Cuentan las leyendas, que en la región de Kartia gobernó una vez un joven y caprichoso tirano, que había heredado el reino de su padre. Era el rey Kinarin II.

-Bueno, mi querido consejero, a ver lo que el destino me trae. La muerte de mi padre ha sido un golpe inesperado. Espero que Nando me conceda la sabiduría necesaria para gobernar con el mismo acierto que mi progenitor.

-Así lo esperamos todos vuestros súbditos, majestad. No pocos se preguntan cuándo les anunciaréis un compromiso formal, así como la gran alegría de un heredero al trono. Exclamó Banda, el consejero.

Kinarin, se quedó pensativo.

-Sí, ese es un asunto que hay que resolver pronto. En realidad, mis concubinas me tienen contento, pero decís verdad. Hay que legalizar mi situación personal.

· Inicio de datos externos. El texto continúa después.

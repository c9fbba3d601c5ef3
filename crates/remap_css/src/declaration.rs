use std::fmt;

use remap_css_syntax as syntax;

use crate::memo::Caches;

/// One declaration occurrence, either read from a stylesheet or produced by a
/// mapping.
#[derive(Clone, Debug, PartialEq, Eq, Hash)]
pub struct Declaration {
  pub property: String,
  pub value: String,
  pub important: bool,
  /// Authored value kept verbatim when it carries template placeholders
  /// (`$name`, `var(...)`, `/*[[...]]*/`) that must survive untouched.
  pub original_value: Option<String>,
}

impl Declaration {
  pub fn new(property: impl Into<String>, value: impl Into<String>, important: bool) -> Self {
    let value = value.into().trim().to_string();
    let original_value = has_placeholder(&value).then(|| value.clone());
    Self {
      property: property.into().trim().to_string(),
      value,
      important,
      original_value,
    }
  }

  /// Parses `prop: value[ !important]`.
  pub fn parse(text: &str) -> Option<Self> {
    syntax::declaration(text).map(|decl| Self::from(&decl))
  }

  /// The text written to the output stylesheet.
  pub fn output_value(&self) -> &str {
    self.original_value.as_deref().unwrap_or(&self.value)
  }

  /// Comparable key for exact mapping lookups.
  pub fn key(&self, caches: &Caches) -> String {
    caches.key(&self.property, &self.value, self.important)
  }

  pub fn with_value(&self, value: impl Into<String>) -> Self {
    Self::new(self.property.clone(), value, self.important)
  }

  pub fn with_important(mut self, important: bool) -> Self {
    self.important = important;
    self
  }

  pub fn to_syntax(&self) -> syntax::Declaration {
    syntax::Declaration::new(self.property.clone(), self.output_value()).important(self.important)
  }
}

impl From<&syntax::Declaration> for Declaration {
  fn from(value: &syntax::Declaration) -> Self {
    Declaration::new(value.prop.clone(), value.value.clone(), value.important)
  }
}

impl fmt::Display for Declaration {
  fn fmt(&self, f: &mut fmt::Formatter<'_>) -> fmt::Result {
    write!(f, "{}: {}", self.property, self.output_value())?;
    if self.important {
      write!(f, " !important")?;
    }
    Ok(())
  }
}

/// Whether a value contains a template placeholder.
pub fn has_placeholder(value: &str) -> bool {
  if value.contains("/*[[") || value.to_ascii_lowercase().contains("var(") {
    return true;
  }
  value
    .split('$')
    .skip(1)
    .any(|rest| rest.starts_with(|c: char| c.is_ascii_alphabetic() || c == '_' || c == '-'))
}
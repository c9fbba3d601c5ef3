//! Decides, for each declaration, whether and how it is replaced.
//!
//! Exact declaration mappings are consulted first. Otherwise every color in
//! the value is looked up in the table for the property's category and then
//! in the generic table. Shorthands are split so only the longhands that
//! actually changed are emitted.

use remap_css_syntax::value_parser::{self, stringify_node, Node};

use crate::color::COLOR_FUNCTION_REGEX;
use crate::declaration::Declaration;
use crate::mapping::{Category, CompiledMappingTable};
use crate::memo::Caches;
use crate::provenance::ProvenanceLabel;
use crate::shorthand::{expand_shorthand, is_shorthand_property};
use crate::validate::is_valid_declaration;

#[derive(Clone, Copy, Debug, Default, PartialEq, Eq)]
pub enum ResolutionState {
  #[default]
  Unseen,
  ExactReplaced,
  ColorReplaced,
  UnmatchedKept,
  UnmatchedDropped,
}

impl ResolutionState {
  pub fn is_replaced(self) -> bool {
    matches!(
      self,
      ResolutionState::ExactReplaced | ResolutionState::ColorReplaced
    )
  }
}

/// Outcome for one declaration occurrence.
#[derive(Clone, Debug, Default, PartialEq, Eq)]
pub struct Resolution {
  pub state: ResolutionState,
  pub declarations: Vec<Declaration>,
  pub labels: ProvenanceLabel,
}

#[derive(Clone, Copy, Debug, Default, PartialEq, Eq)]
pub struct ResolveOptions {
  /// Keep declarations no mapping applies to.
  pub keep: bool,
  /// Drop outputs rejected by the property grammar.
  pub validate: bool,
}

pub struct Resolver<'a> {
  table: &'a CompiledMappingTable,
  caches: &'a Caches,
  options: ResolveOptions,
}

impl<'a> Resolver<'a> {
  pub fn new(table: &'a CompiledMappingTable, caches: &'a Caches, options: ResolveOptions) -> Self {
    Self {
      table,
      caches,
      options,
    }
  }

  pub fn resolve(&self, decl: &Declaration) -> Resolution {
    if let Some(resolution) = self.resolve_exact(decl) {
      return resolution;
    }
    if let Some(resolution) = self.resolve_colors(decl) {
      return resolution;
    }

    if self.options.keep {
      Resolution {
        state: ResolutionState::UnmatchedKept,
        declarations: vec![decl.clone()],
        labels: ProvenanceLabel::new(),
      }
    } else {
      Resolution {
        state: ResolutionState::UnmatchedDropped,
        declarations: Vec::new(),
        labels: ProvenanceLabel::new(),
      }
    }
  }

  fn resolve_exact(&self, decl: &Declaration) -> Option<Resolution> {
    let outputs = self.table.exact(&decl.key(self.caches))?;
    let declarations = outputs
      .iter()
      .map(|output| output.clone().with_important(decl.important || output.important))
      .filter(|output| self.accepts(output))
      .collect();

    Some(Resolution {
      state: ResolutionState::ExactReplaced,
      declarations,
      labels: [decl.to_string()].into_iter().collect(),
    })
  }

  fn resolve_colors(&self, decl: &Declaration) -> Option<Resolution> {
    if !self.table.has_color_patterns() {
      return None;
    }

    let category = Category::of_property(&decl.property);
    let substituted = self.substitute(category, &decl.value)?;
    let mut labels = ProvenanceLabel::new();
    for fragment in &substituted.fragments {
      labels.push(fragment.clone());
    }

    let declarations = match self.expand(decl, category) {
      Some(longhands) => longhands,
      None => vec![decl.with_value(substituted.value)],
    };
    let declarations = declarations
      .into_iter()
      .filter(|output| self.accepts(output))
      .collect();

    Some(Resolution {
      state: ResolutionState::ColorReplaced,
      declarations,
      labels,
    })
  }

  /// Longhands of a shorthand whose value changed after substitution.
  fn expand(&self, decl: &Declaration, category: Category) -> Option<Vec<Declaration>> {
    if !is_shorthand_property(&decl.property) {
      return None;
    }

    let longhands = match expand_shorthand(&decl.property, &decl.value) {
      Ok(longhands) => longhands,
      Err(error) => {
        tracing::debug!(declaration = %decl, %error, "replacing colors in place");
        return None;
      }
    };

    let changed: Vec<Declaration> = longhands
      .into_iter()
      .filter_map(|(property, value)| {
        let substituted = self.substitute(category, &value)?;
        Some(Declaration::new(property, substituted.value, decl.important))
      })
      .collect();

    (!changed.is_empty()).then_some(changed)
  }

  /// Replaces every mapped color in `value`. Returns `None` when nothing
  /// matched.
  pub fn substitute(&self, category: Category, value: &str) -> Option<Substitution> {
    let mut parsed = value_parser::parse(value);
    let mut fragments = Vec::new();

    parsed.walk(&mut |node| {
      let (candidate, descend) = match &*node {
        Node::Word { value } => (self.caches.is_color(value).then(|| value.clone()), true),
        Node::Function { value, .. } if COLOR_FUNCTION_REGEX.is_match(value) => {
          (Some(stringify_node(node)), false)
        }
        _ => (None, true),
      };

      if let Some(text) = candidate {
        let replacement = self
          .caches
          .parse_color(&text)
          .and_then(|color| self.table.resolve_color(category, color));
        if let Some(replacement) = replacement {
          *node = Node::word(replacement);
          fragments.push(text);
        }
      }
      descend
    });

    if fragments.is_empty() {
      return None;
    }
    Some(Substitution {
      value: parsed.to_css(),
      fragments,
    })
  }

  fn accepts(&self, decl: &Declaration) -> bool {
    if !self.options.validate || is_valid_declaration(&decl.property, decl.output_value()) {
      return true;
    }
    tracing::debug!(declaration = %decl, "dropping declaration rejected by validation");
    false
  }
}

/// A value with its colors replaced, plus the original color texts.
#[derive(Clone, Debug, PartialEq, Eq)]
pub struct Substitution {
  pub value: String,
  pub fragments: Vec<String>,
}
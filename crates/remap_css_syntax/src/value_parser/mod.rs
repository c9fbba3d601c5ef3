//! Expression parser for declaration values, in the spirit of
//! `postcss-value-parser`.

mod parse;
mod stringify;
mod walk;

#[derive(Clone, Debug, PartialEq)]
pub enum Node {
  Space {
    value: String,
  },
  String {
    value: String,
    quote: char,
    unclosed: bool,
  },
  Comment {
    value: String,
    unclosed: bool,
  },
  Word {
    value: String,
  },
  Function {
    value: String,
    nodes: Vec<Node>,
    before: String,
    after: String,
    unclosed: bool,
  },
  Div {
    value: String,
    before: String,
    after: String,
  },
}

impl Node {
  pub fn word(value: impl Into<String>) -> Self {
    Node::Word {
      value: value.into(),
    }
  }

  pub fn as_word(&self) -> Option<&str> {
    match self {
      Node::Word { value } => Some(value),
      _ => None,
    }
  }

  pub fn function_name(&self) -> Option<&str> {
    match self {
      Node::Function { value, .. } => Some(value),
      _ => None,
    }
  }
}

#[derive(Clone, Debug, PartialEq, Default)]
pub struct ParsedValue {
  pub nodes: Vec<Node>,
}

impl ParsedValue {
  pub fn walk<F>(&mut self, callback: &mut F)
  where
    F: FnMut(&mut Node) -> bool,
  {
    walk::walk(&mut self.nodes, callback)
  }

  pub fn to_css(&self) -> String {
    stringify::stringify(&self.nodes)
  }
}

pub fn parse(input: &str) -> ParsedValue {
  parse::parse(input)
}

/// Visits nodes depth-first. Returning `false` from the callback skips the
/// children of a function node.
pub fn walk<F>(nodes: &mut [Node], callback: &mut F)
where
  F: FnMut(&mut Node) -> bool,
{
  walk::walk(nodes, callback)
}

pub fn stringify(nodes: &[Node]) -> String {
  stringify::stringify(nodes)
}

pub fn stringify_node(node: &Node) -> String {
  stringify::stringify(std::slice::from_ref(node))
}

-Permitidme que os diga, que existen al menos, 3 candidatas. La hija del rey Kantak, la baronesa Minda, y la hija del conde Munio. Espero de un momento a otro, más peticiones de otros reinos.

Entonces, el rey, preguntó:

-¿Y no os ha mandado ninguna solicitud Tanthos Khan, el gran Khan de los hundos?

Al oir eso, Banda, se estremeció.

-Veréis, majestad. Cuanto más alejados estemos de Tanthos Khan, mejor que mejor. Ese bárbaro es capaz de aprovechar cualquier excusa para saquear nuestras ciudades.

-Lo comprendo, pero decidme ¿No hay en el sur una pequeña población de mujeres rubias, con ojos achinados como los hundos?

-Sí, desde luego. Son las descendientes de aquella guarnición de mercenarios hundos, que se amotinó, y tanto daño causó a la población civil. Menos mal que vuestro padre, tras derrotarlos, los ajustició. De eso hace ya más de treinta y cinco años.

Una vez más, el pensativo rey, se puso a hacer sus cálculos, y a hablar como consigo mismo.

-Qué lástima, unas mujeres como esas, son de una belleza sin igual y escasean en mi reino…¿No podría tener algunas en mi harén? Sin embargo, las que quedan ya son mujeres maduras, y en su mayoría casadas. Eso solo traería problemas. Pero… ¿Y si comprara esclavas a los hundos? ¡No! ¿Qué digo? Los hundos son morenos. Lo que hace falta es una mujer que descienda de un padre hundo y una mujer de Kartia. Bueno, habrá que tener paciencia. Aún soy joven, pero si me espero, quizás cuando tenga 40 años, pueda disponer de un buen harén de rubias con ojos rasgados. De mientras, me consolaré con las mujeres que tengo.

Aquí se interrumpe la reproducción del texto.